:: Records supplied ::

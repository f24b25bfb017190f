//! # Command Dispatcher
//!
//! Routes slash commands to their registered handlers and watches plain
//! messages for the admin image-attachment flow.
//!
//! - **Version**: 2.0.0
//! - **Since**: 0.2.0
//!
//! ## Changelog
//! - 2.0.0: Registry-based dispatch; message handling reduced to the image flow
//! - 1.0.0: Initial implementation

use anyhow::Result;
use log::{info, warn};
use serenity::model::application::interaction::application_command::ApplicationCommandInteraction;
use serenity::model::channel::Message;
use serenity::prelude::Context;
use std::sync::Arc;

use crate::commands::handlers::{AdminEventsHandler, EventsHandler};
use crate::commands::{CommandContext, CommandRegistry};
use crate::database::EventPatch;

/// Top-level dispatcher shared by the gateway event handler
pub struct CommandHandler {
    registry: CommandRegistry,
    context: Arc<CommandContext>,
}

impl CommandHandler {
    pub fn new(context: CommandContext) -> Self {
        let mut registry = CommandRegistry::new();
        registry.register(Arc::new(EventsHandler));
        registry.register(Arc::new(AdminEventsHandler));
        Self {
            registry,
            context: Arc::new(context),
        }
    }

    /// Shared context, for constructing sibling handlers
    pub fn context(&self) -> Arc<CommandContext> {
        Arc::clone(&self.context)
    }

    /// Dispatch one slash command interaction
    pub async fn handle_slash_command(
        &self,
        ctx: &Context,
        command: &ApplicationCommandInteraction,
    ) -> Result<()> {
        match self.registry.get(command.data.name.as_str()) {
            Some(handler) => handler.handle(self.context(), ctx, command).await,
            None => {
                warn!("No handler registered for command: {}", command.data.name);
                Ok(())
            }
        }
    }

    /// Watch plain messages for the pending image-attachment step
    ///
    /// Only consulted while the author has an open admin session; every
    /// other message is ignored.
    pub async fn handle_message(&self, ctx: &Context, msg: &Message) -> Result<()> {
        if msg.author.bot {
            return Ok(());
        }
        let event_id = match self.context.sessions.pending_image_event(msg.author.id.0) {
            Some(event_id) => event_id,
            None => return Ok(()),
        };
        let attachment = match msg.attachments.first() {
            Some(attachment) => attachment,
            // Not an upload; leave the session open until the image, the
            // skip button, or the sweep resolves it
            None => return Ok(()),
        };

        self.context
            .service
            .update_event(
                event_id,
                EventPatch {
                    image_url: Some(attachment.url.clone()),
                    ..Default::default()
                },
            )
            .await?;
        self.context.sessions.clear(msg.author.id.0);
        info!(
            "Attached image to event {event_id} from admin {}",
            msg.author.id
        );

        msg.channel_id
            .say(&ctx.http, format!("🖼 Image saved for event #{event_id}."))
            .await?;
        Ok(())
    }
}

:: What you should do ::
Wherever "registered" appears in the listing, report the line it is on.

:: Answer area ::
//! Routes slash commands to their registered handlers and watches plain
                warn!("No handler registered for command: {}", command.data.name);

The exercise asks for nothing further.